Die verurteilte Rechtsextremistin Marla Svenja Liebich hat vor dem Landgericht im tschechischen Pilsen erneut die Zustimmung zu ihrer Auslieferung nach Deutschland verweigert. „Das kann ich nicht, weil ich im Gefängnis getötet würde“, erklärte die Neonazi vor Gericht. Der Prozess soll darüber entscheiden, ob Liebich an die deutschen Behörden übergeben werden darf. Im Falle einer Auslieferung wäre ihre Überstellung in die Justizvollzugsanstalt Chemnitz vorgesehen.
Hintergrund der Verurteilung
Liebich war im Juli 2023 – damals noch unter dem männlichen Vornamen Sven – vom Amtsgericht Halle wegen Volksverhetzung, übler Nachrede und Beleidigung zu einer Gesamtfreiheitsstrafe von einem Jahr und sechs Monaten ohne Bewährung verurteilt worden. Sie trat die Haft jedoch nicht an, sondern floh. Nach monatelanger europaweiter Fahndung wurde sie schließlich von tschechischen Beamten festgenommen und befindet sich seither in tschechischer Haft. Bereits kurz nach der Festnahme hatte Liebich eine Auslieferung abgelehnt, weshalb nun das Landgericht Pilsen über den Fall entscheidet.
Staatsanwaltschaft zeigt sich zuversichtlich
Auf deutscher Seite ist die Staatsanwaltschaft Halle für den Fall zuständig. Oberstaatsanwalt Dennis Cernota zeigte sich vor Prozessbeginn zuversichtlich: „Das ist ein geübtes System zwischen europäischen Ländern. Das klappt in der Regel recht reibungslos.“ Das Gericht prüfe unter anderem, ob Polizei und Staatsanwaltschaft in den vergangenen Monaten korrekt gehandelt haben.
Befürchtungen von Liebich
Liebich äußerte vor Gericht die Sorge, in Deutschland in ein Männergefängnis eingewiesen zu werden, was sie als menschenverachtend und diskriminierend bezeichnete. Ihr drohten Mobbing durch andere Gefangene oder sogar, in den Selbstmord getrieben zu werden, so die Rechtsextremistin. Es wird jedoch davon ausgegangen, dass Liebich nach der Auslieferung in das Frauengefängnis Chemnitz gebracht wird, wo dann über die genaue Art der Unterbringung entschieden werden könnte.
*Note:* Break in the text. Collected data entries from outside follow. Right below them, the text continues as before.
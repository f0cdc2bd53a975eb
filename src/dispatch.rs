//! Subscriber registry and asynchronous fan-out dispatch.
//!
//! One raw record becomes at most one dispatch unit per attached
//! subscriber: an independently spawned task that runs the callback.
//! Records with an error code short-circuit to error subscribers;
//! unknown action codes are contained to the single record and reported
//! as a general error. A record whose kind has no subscribers costs
//! nothing: no conversion, no allocation, no spawn.
//!
//! Callbacks run concurrently with no ordering guarantee across records
//! or subscribers. A panicking callback is caught inside its own task,
//! re-surfaced as a general error event, and never affects any other
//! callback.

use std::future::Future;
use std::panic::AssertUnwindSafe;
use std::sync::Arc;

use futures::FutureExt;
use futures::future::BoxFuture;
use parking_lot::Mutex;
use tokio::runtime::Handle;
use tokio::task::JoinHandle;

use crate::event::{
    EventAction, EventError, FileSystemEvent, LoggerEvent, RawRecord, RenamedFileSystemEvent,
    Statistics,
};

/// An asynchronous subscriber callback.
pub type Handler<T> = Arc<dyn Fn(T) -> BoxFuture<'static, ()> + Send + Sync>;

/// Wrap an async closure into a [`Handler`].
///
/// ```ignore
/// let sub = watcher.on_added(handler(|e: FileSystemEvent| async move {
///     println!("added {}", e.path.display());
/// }))?;
/// ```
pub fn handler<T, F, Fut>(f: F) -> Handler<T>
where
    F: Fn(T) -> Fut + Send + Sync + 'static,
    Fut: Future<Output = ()> + Send + 'static,
{
    Arc::new(move |event| f(event).boxed())
}

/// The event kinds subscribers can attach to.
#[derive(Debug, Clone, Copy, PartialEq, Eq, Hash)]
enum SubscriberKind {
    Added,
    Removed,
    Touched,
    Renamed,
    Error,
    Statistics,
    Logger,
}

/// Opaque handle identifying one attached subscriber.
#[derive(Debug, Clone, Copy, PartialEq, Eq, Hash)]
pub struct Subscription {
    kind: SubscriberKind,
    id: u64,
}

#[derive(Default)]
struct Subscribers {
    next_id: u64,
    added: Vec<(u64, Handler<FileSystemEvent>)>,
    removed: Vec<(u64, Handler<FileSystemEvent>)>,
    touched: Vec<(u64, Handler<FileSystemEvent>)>,
    renamed: Vec<(u64, Handler<RenamedFileSystemEvent>)>,
    error: Vec<(u64, Handler<EventError>)>,
    statistics: Vec<(u64, Handler<Statistics>)>,
    logger: Vec<(u64, Handler<LoggerEvent>)>,
}

pub(crate) struct Dispatcher {
    subscribers: Mutex<Subscribers>,
    /// Spawn through an explicit handle so fan-out also works from
    /// provider callback threads outside the runtime.
    runtime: Handle,
}

impl Dispatcher {
    pub(crate) fn new(runtime: Handle) -> Self {
        Self {
            subscribers: Mutex::new(Subscribers::default()),
            runtime,
        }
    }

    fn attach<T>(
        &self,
        kind: SubscriberKind,
        pick: impl FnOnce(&mut Subscribers) -> &mut Vec<(u64, Handler<T>)>,
        handler: Handler<T>,
    ) -> Subscription {
        let mut subs = self.subscribers.lock();
        subs.next_id += 1;
        let id = subs.next_id;
        pick(&mut subs).push((id, handler));
        Subscription { kind, id }
    }

    pub(crate) fn on_added(&self, h: Handler<FileSystemEvent>) -> Subscription {
        self.attach(SubscriberKind::Added, |s| &mut s.added, h)
    }

    pub(crate) fn on_removed(&self, h: Handler<FileSystemEvent>) -> Subscription {
        self.attach(SubscriberKind::Removed, |s| &mut s.removed, h)
    }

    pub(crate) fn on_touched(&self, h: Handler<FileSystemEvent>) -> Subscription {
        self.attach(SubscriberKind::Touched, |s| &mut s.touched, h)
    }

    pub(crate) fn on_renamed(&self, h: Handler<RenamedFileSystemEvent>) -> Subscription {
        self.attach(SubscriberKind::Renamed, |s| &mut s.renamed, h)
    }

    pub(crate) fn on_error(&self, h: Handler<EventError>) -> Subscription {
        self.attach(SubscriberKind::Error, |s| &mut s.error, h)
    }

    pub(crate) fn on_statistics(&self, h: Handler<Statistics>) -> Subscription {
        self.attach(SubscriberKind::Statistics, |s| &mut s.statistics, h)
    }

    pub(crate) fn on_logger(&self, h: Handler<LoggerEvent>) -> Subscription {
        self.attach(SubscriberKind::Logger, |s| &mut s.logger, h)
    }

    /// Detach by identity. Callbacks already in flight still complete;
    /// no callback fires for events dispatched after removal.
    pub(crate) fn unsubscribe(&self, subscription: Subscription) -> bool {
        fn remove<T>(list: &mut Vec<(u64, Handler<T>)>, id: u64) -> bool {
            let before = list.len();
            list.retain(|(sid, _)| *sid != id);
            list.len() != before
        }

        let mut subs = self.subscribers.lock();
        let id = subscription.id;
        match subscription.kind {
            SubscriberKind::Added => remove(&mut subs.added, id),
            SubscriberKind::Removed => remove(&mut subs.removed, id),
            SubscriberKind::Touched => remove(&mut subs.touched, id),
            SubscriberKind::Renamed => remove(&mut subs.renamed, id),
            SubscriberKind::Error => remove(&mut subs.error, id),
            SubscriberKind::Statistics => remove(&mut subs.statistics, id),
            SubscriberKind::Logger => remove(&mut subs.logger, id),
        }
    }

    /// Route one raw record, spawning one dispatch unit per attached
    /// subscriber. Returns the spawned handles for drain bookkeeping.
    pub(crate) fn dispatch_record(&self, raw: RawRecord) -> Vec<JoinHandle<()>> {
        let error = crate::event::ErrorCode::from_code(raw.error_code);
        if error != crate::event::ErrorCode::None {
            // errors short-circuit action-based routing
            return self.dispatch_error(EventError::new(error, raw.timestamp_utc));
        }

        match EventAction::from_code(raw.action_code) {
            Some(EventAction::Added) => {
                let snapshot = snapshot(&self.subscribers.lock().added);
                self.fan_out(snapshot, move || FileSystemEvent::from_raw(&raw, EventAction::Added))
            }
            Some(EventAction::Removed) => {
                let snapshot = snapshot(&self.subscribers.lock().removed);
                self.fan_out(snapshot, move || {
                    FileSystemEvent::from_raw(&raw, EventAction::Removed)
                })
            }
            Some(EventAction::Touched) => {
                let snapshot = snapshot(&self.subscribers.lock().touched);
                self.fan_out(snapshot, move || {
                    FileSystemEvent::from_raw(&raw, EventAction::Touched)
                })
            }
            Some(EventAction::Renamed) => match raw.previous_path.clone() {
                Some(previous_path) => {
                    let snapshot = snapshot(&self.subscribers.lock().renamed);
                    self.fan_out(snapshot, move || RenamedFileSystemEvent {
                        event: FileSystemEvent::from_raw(&raw, EventAction::Renamed),
                        previous_path: previous_path.clone(),
                    })
                }
                // a rename without its previous path carries no usable data
                None => self.dispatch_error(EventError::new(
                    crate::event::ErrorCode::NoFileData,
                    raw.timestamp_utc,
                )),
            },
            // unknown codes are contained to this one record
            None => {
                crate::debug_event!("dispatch", "unknown action code", "{}", raw.action_code);
                self.dispatch_error(EventError::general_now())
            }
        }
    }

    pub(crate) fn dispatch_error(&self, error: EventError) -> Vec<JoinHandle<()>> {
        let snapshot = snapshot(&self.subscribers.lock().error);
        self.fan_out(snapshot, move || error)
    }

    pub(crate) fn dispatch_statistics(&self, statistics: Statistics) -> Vec<JoinHandle<()>> {
        let snapshot = snapshot(&self.subscribers.lock().statistics);
        self.fan_out(snapshot, move || statistics)
    }

    pub(crate) fn dispatch_logger(&self, event: LoggerEvent) -> Vec<JoinHandle<()>> {
        let snapshot = snapshot(&self.subscribers.lock().logger);
        self.fan_out(snapshot, move || event.clone())
    }

    /// Spawn one dispatch unit per subscriber in the snapshot. The event
    /// is only built when at least one subscriber is attached.
    fn fan_out<T>(&self, snapshot: Vec<Handler<T>>, make: impl Fn() -> T) -> Vec<JoinHandle<()>>
    where
        T: Send + 'static,
    {
        if snapshot.is_empty() {
            return Vec::new();
        }

        let error_handlers = snapshot_errors(&self.subscribers.lock().error);
        snapshot
            .into_iter()
            .map(|h| {
                let event = make();
                let error_handlers = error_handlers.clone();
                self.runtime.spawn(async move {
                    let outcome = AssertUnwindSafe(h(event)).catch_unwind().await;
                    if outcome.is_err() {
                        tracing::warn!("[dispatch] subscriber callback panicked");
                        let error = EventError::general_now();
                        for eh in error_handlers.iter() {
                            // a panicking error handler is simply dropped
                            let _ = AssertUnwindSafe(eh(error)).catch_unwind().await;
                        }
                    }
                })
            })
            .collect()
    }
}

fn snapshot<T>(list: &[(u64, Handler<T>)]) -> Vec<Handler<T>> {
    list.iter().map(|(_, h)| Arc::clone(h)).collect()
}

fn snapshot_errors(list: &[(u64, Handler<EventError>)]) -> Arc<[Handler<EventError>]> {
    list.iter().map(|(_, h)| Arc::clone(h)).collect()
}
Auftreten und Namensänderung
Vor Gericht erschien Liebich mit Bart und Brille, geschminkt und in einem Oberteil mit Leopardenmuster. Nach der Verurteilung in Halle hatte sie ihr Geschlecht von männlich auf weiblich ändern lassen und den Namen von Sven in Marla Svenja geändert. Kritiker werfen ihr vor, das Selbstbestimmungsgesetz zu missbrauchen und den Schritt als Provokation zu nutzen. Das Auftreten könnte auch Einfluss darauf haben, wie sie die Haftstrafe in Deutschland verbüßen muss.
Ausstehende Entscheidung des Amtsgerichts Halle
Zudem könnte das Verhalten Liebichs eine noch ausstehende Entscheidung des Amtsgerichts Halle beeinflussen. Im März dieses Jahres hatte das Gericht im Süden Sachsen-Anhalts angekündigt, darüber zu befinden, ob die Änderungen von Vorname und Geschlecht Liebichs rückgängig gemacht werden können. Der Saalekreis hatte eigenen Angaben zufolge bereits im Dezember 2025 rechtliche Schritte für eine Berichtigung des Eintrags eingeleitet.